> [Work to complete]
Copy each line below in which the word "Deserialize" occurs.

> [Records supplied]

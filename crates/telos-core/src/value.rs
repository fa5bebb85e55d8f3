//! Personal values: what the user holds to be worthwhile.
//!
//! Values stay separable from actions and goals; goals point at them through
//! [`GoalRelevance`](crate::goal::GoalRelevance) rows.

use chrono::{DateTime, Utc};
use serde::{Deserialize, Serialize};
use strum::{EnumString, IntoStaticStr};
use uuid::Uuid;

use crate::ontology::{abstraction, standalone_graph};

/// How central a value is. Replaces a class hierarchy with a discriminator.
#[derive(
  Debug,
  Clone,
  Copy,
  PartialEq,
  Eq,
  Default,
  Serialize,
  Deserialize,
  EnumString,
  IntoStaticStr,
)]
#[serde(rename_all = "snake_case")]
#[strum(serialize_all = "snake_case")]
pub enum ValueLevel {
  /// Affirmed but not necessarily tracked.
  #[default]
  General,
  /// A small set of actionable values; goals and actions should reflect them.
  Major,
  /// Abstract, philosophical; rarely actionable on a daily scale.
  HighestOrder,
  /// A domain of life that motivates without being a value itself.
  LifeArea,
}

impl ValueLevel {
  pub fn as_str(self) -> &'static str { self.into() }
}

/// A personal value. Abstraction with no basic.
#[derive(Debug, Clone, PartialEq, Serialize, Deserialize)]
pub struct PersonalValue {
  pub id:                 Uuid,
  pub title:              String,
  pub description:        Option<String>,
  pub notes:              Option<String>,
  pub log_time:           DateTime<Utc>,
  /// 1 is the highest priority, 100 the lowest.
  pub priority:           u8,
  pub level:              ValueLevel,
  /// e.g. "Health", "Career", "Relationships".
  pub life_domain:        String,
  /// How the value should show up in actions and goals; text or structured.
  pub alignment_guidance: Option<serde_json::Value>,
}

abstraction!(PersonalValue);
standalone_graph!(PersonalValue);

#[derive(Debug, Clone, PartialEq, Serialize, Deserialize)]
pub struct ValueFormData {
  pub title:              String,
  #[serde(default)]
  pub description:        Option<String>,
  #[serde(default)]
  pub notes:              Option<String>,
  #[serde(default = "default_priority")]
  pub priority:           u8,
  #[serde(default)]
  pub level:              ValueLevel,
  #[serde(default = "default_life_domain")]
  pub life_domain:        String,
  #[serde(default)]
  pub alignment_guidance: Option<serde_json::Value>,
}

fn default_priority() -> u8 { 50 }

fn default_life_domain() -> String { "General".to_owned() }

impl ValueFormData {
  pub fn new(title: impl Into<String>, level: ValueLevel) -> Self {
    Self {
      title: title.into(),
      description: None,
      notes: None,
      priority: default_priority(),
      level,
      life_domain: default_life_domain(),
      alignment_guidance: None,
    }
  }
}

> [Output of the task]
use serde::{Deserialize, Serialize};
  Deserialize,
#[derive(Debug, Clone, PartialEq, Serialize, Deserialize)]
#[derive(Debug, Clone, PartialEq, Serialize, Deserialize)]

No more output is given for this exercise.